Second, Local 416 complains that the 6:1 ratio of punitive damages to compensatory damages is unconstitutionally excessive. In BMW, the court approved of both 4:1 ratios and 10:1 ratios. 517 U.S. at 581. Here, the jury's ratio of 6:1 falls squarely within these constitutional awards. Moreover, the compensatory award of $1,500 per plaintiff is small, and "when the compensatory damages award is small and does not already serve an admonitory function, the second guidepost—the ratio between punitive and compensatory damages—is of limited assistance in determining whether the amount of a jury's punitive damages award meets or exceeds [] goals of deterrence and retribution." Hamlin v. Hampton Lumber Mills, Inc., 246 P.3d 1121, 1128 (Or. 2011). Finally, the 6:1 ratio is comparable to the ratios in Swinton (28:1), Pavon (6:5), and Zhang (7:1)—cases in which the punitive damages awards were based on similar racially discriminatory conduct. Therefore, the 6:1 ratio of punitive damages to compensatory damages is not unconstitutionally excessive.

III. Conclusion

Local 416 has failed to show that the punitive damages award should be vacated or reduced.

IT IS THEREFORE ORDERED that Local 416's Renewed Motion for Judgment as a Matter of Law or Alternatively for Reduction in Amount of Punitive Damages (#157) is DENIED.

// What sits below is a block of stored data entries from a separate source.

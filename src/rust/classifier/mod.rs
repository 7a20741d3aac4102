mod error;
mod inference;
mod classifier;
pub mod builder;
pub mod labels;
pub mod scores;

pub use error::ClassifierError;
pub use classifier::Classifier;
pub use builder::ClassifierBuilder;
pub use labels::{display_name, CategorySet};
pub use scores::{argmax, normalize, softmax, Normalized, ProbabilityDistribution};

/// Information about the current state and configuration of a classifier
#[derive(Debug, Clone)]
pub struct ClassifierInfo {
    /// Path to the ONNX model file
    pub model_path: String,
    /// Path to the tokenizer file
    pub tokenizer_path: String,
    /// Number of categories the model predicts
    pub num_labels: usize,
    /// Raw category names in model output order
    pub labels: Vec<String>,
    /// Tokens beyond this limit are truncated
    pub max_sequence_length: usize,
}
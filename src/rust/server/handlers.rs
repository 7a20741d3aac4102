//! Request handlers.

use axum::body::Bytes;
use axum::extract::State;
use axum::http::header::CONTENT_TYPE;
use axum::http::HeaderMap;
use axum::Json;
use serde::{Deserialize, Serialize};

use super::error::ApiError;
use super::AppState;
use crate::analysis::{AnalysisError, EmotionRequest, EmotionResult};

/// Health check body
#[derive(Debug, Serialize, Deserialize)]
pub struct StatusResponse {
    pub status: String,
}

/// GET /
pub async fn root(State(state): State<AppState>) -> Json<StatusResponse> {
    Json(StatusResponse {
        status: state.status_message.to_string(),
    })
}

/// Decodes the analyze body.
///
/// A missing content type is read as JSON; any other non-JSON media type is rejected.
pub fn parse_request(headers: &HeaderMap, body: &[u8]) -> Result<EmotionRequest, ApiError> {
    if let Some(value) = headers.get(CONTENT_TYPE) {
        let is_json = value
            .to_str()
            .map(|v| {
                let mime = v.split(';').next().unwrap_or("").trim().to_ascii_lowercase();
                mime == "application/json" || (mime.starts_with("application/") && mime.ends_with("+json"))
            })
            .unwrap_or(false);
        if !is_json {
            return Err(ApiError::Unprocessable(
                "Expected request with `Content-Type: application/json`".to_string(),
            ));
        }
    }

    serde_json::from_slice(body)
        .map_err(|e| ApiError::Unprocessable(format!("Failed to parse the request body: {}", e)))
}

/// POST /api/emotion/analyze
///
/// Inference is CPU-bound, so the pipeline runs on the blocking pool.
pub async fn analyze_emotion(
    State(state): State<AppState>,
    headers: HeaderMap,
    body: Bytes,
) -> Result<Json<EmotionResult>, ApiError> {
    let request = parse_request(&headers, &body).map_err(|err| {
        log::warn!("Rejected analyze request body: {}", err);
        err
    })?;

    let context = state.analysis.clone();
    let outcome = tokio::task::spawn_blocking(move || context.analyze(&request.text))
        .await
        .unwrap_or_else(|e| Err(AnalysisError::Oracle(format!("inference task failed: {}", e))));

    match outcome {
        Ok(result) => Ok(Json(result)),
        Err(err @ AnalysisError::Validation(_)) => Err(err.into()),
        Err(err) => {
            log::error!("{}", err);
            Err(err.into())
        }
    }
}
use std::path::{Path, PathBuf};
use std::fs;
use std::io;
use std::sync::Arc;
use std::env;
use tokio::sync::Mutex;
use sha2::{Sha256, Digest};

use crate::models::ModelInfo;

/// Environment variable overriding the cache root; models live in `<root>/models`.
pub const CACHE_ENV_VAR: &str = "EMOTION_CLASSIFIER_CACHE";

#[derive(Debug, thiserror::Error)]
pub enum ModelError {
    #[error("Download error: {0}")]
    DownloadError(#[from] reqwest::Error),
    #[error("IO error: {0}")]
    IoError(#[from] io::Error),
    #[error("Model verification failed")]
    VerificationFailed,
    #[error("Hash mismatch: expected {expected}, got {actual} for {file_type} file")]
    HashMismatch {
        file_type: String,
        expected: String,
        actual: String,
    },
}

/// One cached artifact of a model.
struct ModelFile<'a> {
    file_type: &'static str,
    url: &'a str,
    path: PathBuf,
    hash: Option<&'a str>,
}

/// Downloads and caches model artifacts (`model.onnx`, `tokenizer.json`, `config.json`).
#[derive(Clone)]
pub struct ModelManager {
    models_dir: PathBuf,
    download_lock: Arc<Mutex<()>>,
}

impl ModelManager {
    /// Creates a new ModelManager with the default models directory
    pub fn new_default() -> io::Result<Self> {
        Self::new(Self::get_default_models_dir())
    }

    /// Returns the default models directory path
    pub fn get_default_models_dir() -> PathBuf {
        // 1. Check environment variable
        if let Ok(path) = env::var(CACHE_ENV_VAR) {
            return PathBuf::from(path).join("models");
        }

        // 2. Use platform-specific cache directory
        if let Some(cache_dir) = dirs::cache_dir() {
            return cache_dir.join("emotion-classifier").join("models");
        }

        // 3. Fallback to user's home directory
        if let Some(home_dir) = dirs::home_dir() {
            return home_dir.join(".cache").join("emotion-classifier").join("models");
        }

        // 4. If all else fails, use system temp directory (platform agnostic)
        env::temp_dir().join("emotion-classifier").join("models")
    }

    pub fn new<P: AsRef<Path>>(models_dir: P) -> io::Result<Self> {
        let models_dir = models_dir.as_ref().to_path_buf();
        fs::create_dir_all(&models_dir)?;
        Ok(Self {
            models_dir,
            download_lock: Arc::new(Mutex::new(())),
        })
    }

    pub fn get_model_path(&self, name: &str) -> PathBuf {
        self.models_dir.join(name).join("model.onnx")
    }

    pub fn get_tokenizer_path(&self, name: &str) -> PathBuf {
        self.models_dir.join(name).join("tokenizer.json")
    }

    pub fn get_config_path(&self, name: &str) -> PathBuf {
        self.models_dir.join(name).join("config.json")
    }

    fn files<'a>(&self, info: &'a ModelInfo) -> [ModelFile<'a>; 3] {
        [
            ModelFile {
                file_type: "model",
                url: &info.model_url,
                path: self.get_model_path(&info.name),
                hash: info.model_hash.as_deref(),
            },
            ModelFile {
                file_type: "tokenizer",
                url: &info.tokenizer_url,
                path: self.get_tokenizer_path(&info.name),
                hash: info.tokenizer_hash.as_deref(),
            },
            ModelFile {
                file_type: "config",
                url: &info.config_url,
                path: self.get_config_path(&info.name),
                hash: info.config_hash.as_deref(),
            },
        ]
    }

    pub fn is_model_downloaded(&self, name: &str) -> bool {
        let model_path = self.get_model_path(name);
        let tokenizer_path = self.get_tokenizer_path(name);
        let config_path = self.get_config_path(name);
        log::debug!("Checking if model '{}' is downloaded:", name);
        log::debug!("  Model path: {:?} (exists: {})", model_path, model_path.exists());
        log::debug!("  Tokenizer path: {:?} (exists: {})", tokenizer_path, tokenizer_path.exists());
        log::debug!("  Config path: {:?} (exists: {})", config_path, config_path.exists());
        model_path.exists() && tokenizer_path.exists() && config_path.exists()
    }

    /// Downloads every missing or corrupted file of `info`.
    ///
    /// Concurrent calls on clones of the same manager are serialized. On any
    /// failure the partially downloaded model is removed.
    pub async fn download_model(&self, info: &ModelInfo) -> Result<(), ModelError> {
        let _lock = self.download_lock.lock().await;

        let model_dir = self.models_dir.join(&info.name);
        log::info!("Creating model directory at {:?}", model_dir);
        fs::create_dir_all(&model_dir)?;

        for file in self.files(info) {
            if let Err(e) = self.ensure_file(&file).await {
                log::error!("Failed to setup {} file: {}", file.file_type, e);
                let _ = self.remove_download(&info.name);
                return Err(e);
            }
        }

        log::info!("Model '{}' ready to use", info.name);
        Ok(())
    }

    async fn ensure_file(&self, file: &ModelFile<'_>) -> Result<(), ModelError> {
        if file.path.exists() {
            log::info!("{} file exists at {:?}, verifying...", file.file_type, file.path);
            if self.verify_file(&file.path, file.hash)? {
                log::info!("Existing {} file verified successfully", file.file_type);
                return Ok(());
            }
            log::warn!("{} file verification failed, redownloading", file.file_type);
        } else {
            log::info!("{} file does not exist, downloading...", file.file_type);
        }
        self.download_and_verify_file(file).await
    }

    fn verify_file(&self, path: &Path, expected_hash: Option<&str>) -> Result<bool, ModelError> {
        let Some(expected_hash) = expected_hash else {
            return Ok(path.exists());
        };
        if !path.exists() {
            return Ok(false);
        }
        let bytes = fs::read(path)?;
        let hash = sha256_hex(&bytes);
        log::debug!("Verifying {:?}: calculated {}, expected {}", path, hash, expected_hash);
        Ok(hash == expected_hash)
    }

    /// Returns true when all files exist and match their known digests.
    pub fn verify_model(&self, info: &ModelInfo) -> Result<bool, ModelError> {
        let mut all_ok = true;
        for file in self.files(info) {
            let ok = self.verify_file(&file.path, file.hash)?;
            log::info!("  {} verification: {}", file.file_type, ok);
            all_ok &= ok;
        }
        Ok(all_ok)
    }

    async fn download_and_verify_file(&self, file: &ModelFile<'_>) -> Result<(), ModelError> {
        log::info!("Downloading {} file from {} to {:?}", file.file_type, file.url, file.path);
        let response = reqwest::get(file.url).await?.error_for_status()?;
        let bytes = response.bytes().await?;
        log::info!("Downloaded {} bytes", bytes.len());

        if let Some(expected) = file.hash {
            let hash = sha256_hex(&bytes);
            if hash != expected {
                log::error!("{} hash mismatch: expected {}, got {}", file.file_type, expected, hash);
                return Err(ModelError::HashMismatch {
                    file_type: file.file_type.to_string(),
                    expected: expected.to_string(),
                    actual: hash,
                });
            }
        } else {
            log::warn!("No digest known for {} file, skipping verification", file.file_type);
        }

        if let Some(parent) = file.path.parent() {
            fs::create_dir_all(parent)?;
        }

        // Write next to the target and rename so a crash never leaves a truncated file behind
        let partial = file.path.with_extension("part");
        fs::write(&partial, &bytes)?;
        fs::rename(&partial, &file.path)?;

        if !self.verify_file(&file.path, file.hash)? {
            return Err(ModelError::VerificationFailed);
        }

        log::info!("{} file downloaded and verified successfully", file.file_type);
        Ok(())
    }

    pub fn remove_download(&self, name: &str) -> Result<(), ModelError> {
        for path in [
            self.get_model_path(name),
            self.get_tokenizer_path(name),
            self.get_config_path(name),
        ] {
            if path.exists() {
                fs::remove_file(&path)?;
            }
        }
        Ok(())
    }

    /// Ensures that a model is downloaded and verified.
    /// If the model doesn't exist, it will be downloaded.
    /// If verification fails, it will be re-downloaded.
    pub async fn ensure_model_downloaded(&self, info: &ModelInfo) -> Result<(), ModelError> {
        log::info!("Checking if model '{}' is downloaded...", info.name);
        if !self.is_model_downloaded(&info.name) {
            log::info!("Model not found, downloading...");
            self.download_model(info).await?;
        } else if !self.verify_model(info)? {
            log::info!("Model verification failed, re-downloading...");
            self.remove_download(&info.name)?;
            self.download_model(info).await?;
        } else {
            log::info!("Model verification successful");
        }
        Ok(())
    }
}

fn sha256_hex(bytes: &[u8]) -> String {
    let mut hasher = Sha256::new();
    hasher.update(bytes);
    format!("{:x}", hasher.finalize())
}
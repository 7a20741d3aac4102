//! The model seam of the analysis pipeline.

use crate::classifier::{CategorySet, ClassifierError};

/// A loaded, warm classification model.
///
/// `classify` returns one raw score (logit) per category, aligned by position
/// with [`EmotionOracle::categories`]. Implementations must tolerate any
/// number of concurrent calls; each call is independent of the others.
///
/// The ONNX-backed [`crate::Classifier`] is the production implementation.
/// Tests substitute their own:
///
/// ```
/// use emotion_classifier::{CategorySet, ClassifierError, EmotionOracle};
///
/// struct Fixed(CategorySet);
///
/// impl EmotionOracle for Fixed {
///     fn categories(&self) -> &CategorySet {
///         &self.0
///     }
///
///     fn classify(&self, _text: &str) -> Result<Vec<f32>, ClassifierError> {
///         Ok(vec![0.0, 1.0])
///     }
/// }
///
/// let oracle = Fixed(CategorySet::new(["sadness", "joy"]).unwrap());
/// assert_eq!(oracle.classify("hi").unwrap().len(), oracle.categories().len());
/// ```
pub trait EmotionOracle: Send + Sync {
    /// The fixed category set, in the order `classify` reports scores.
    fn categories(&self) -> &CategorySet;

    /// Scores `text`, which the caller has already validated and trimmed.
    fn classify(&self, text: &str) -> Result<Vec<f32>, ClassifierError>;
}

IT IS FURTHER ORDERED that, good cause appearing, Plaintiffs' counsel's Motion to Withdraw (#143) is GRANTED. Plaintiffs Bulmaro Mendez, Francisco Amaya, Juan Barrera, Jose M. Gonzalez, Alberto Lopez, Rual Lozano, and Leonardo Posada shall have thirty (30) days from the date of entry of this order to obtain substitute counsel and file a notice of substitute counsel with the court, or to file with the court their intention to proceed pro se. The Clerk of Court is directed to serve these plaintiffs with a copy of this order by certified mail, return receipt requested, at their last known addresses.

IT IS SO ORDERED.

FootNotes


1. Refers to the court's docket entry number.
2. This position is elected by the union membership and carries with it some local union leadership responsibilities.
3. Local 416 also contends that Local 416 (as distinct from Grayman himself) did not act egregiously. This appears to be an attempt to develop an Ellerth/Faragher defense to Local 416's vicarious liability for punitive damages (though an attempt that cites the wrong standard for punitive damages liability). See Burlington Indus., Inc. v. Ellerth, 524 U.S. 742, 765 (1998); Faragher v. City of Boca Raton, 524 U.S. 775, 806 (1998). However, Local 416 did not raise this affirmative defense (or include words plausibly suggestive of this defense) in its Answer (#40) or in the Pretrial Order (#81). See, e.g., Maalik v. Int'l Union of Elevator Constructors, Local 2, 437 F.3d 650, 653 (7th Cir. 2006) (applying the defense to a mechanic's union's racially discriminatory failure to train). Moreover, the evidence at trial established that Plaintiffs attempted to "take advantage of [] preventive or corrective opportunities provided by the employer or to avoid harm." Ellerth, 524 U.S. at 765. For example, plaintiff Guzman sent a letter complaining of discrimination to Local 416 officials. Thus, even if Local 416 had not waived this defense, it would not have been able to make out one of the defense's two prongs—that Plaintiffs "unreasonably failed" to avail themselves of Local 416's internal anti-discrimination remedies.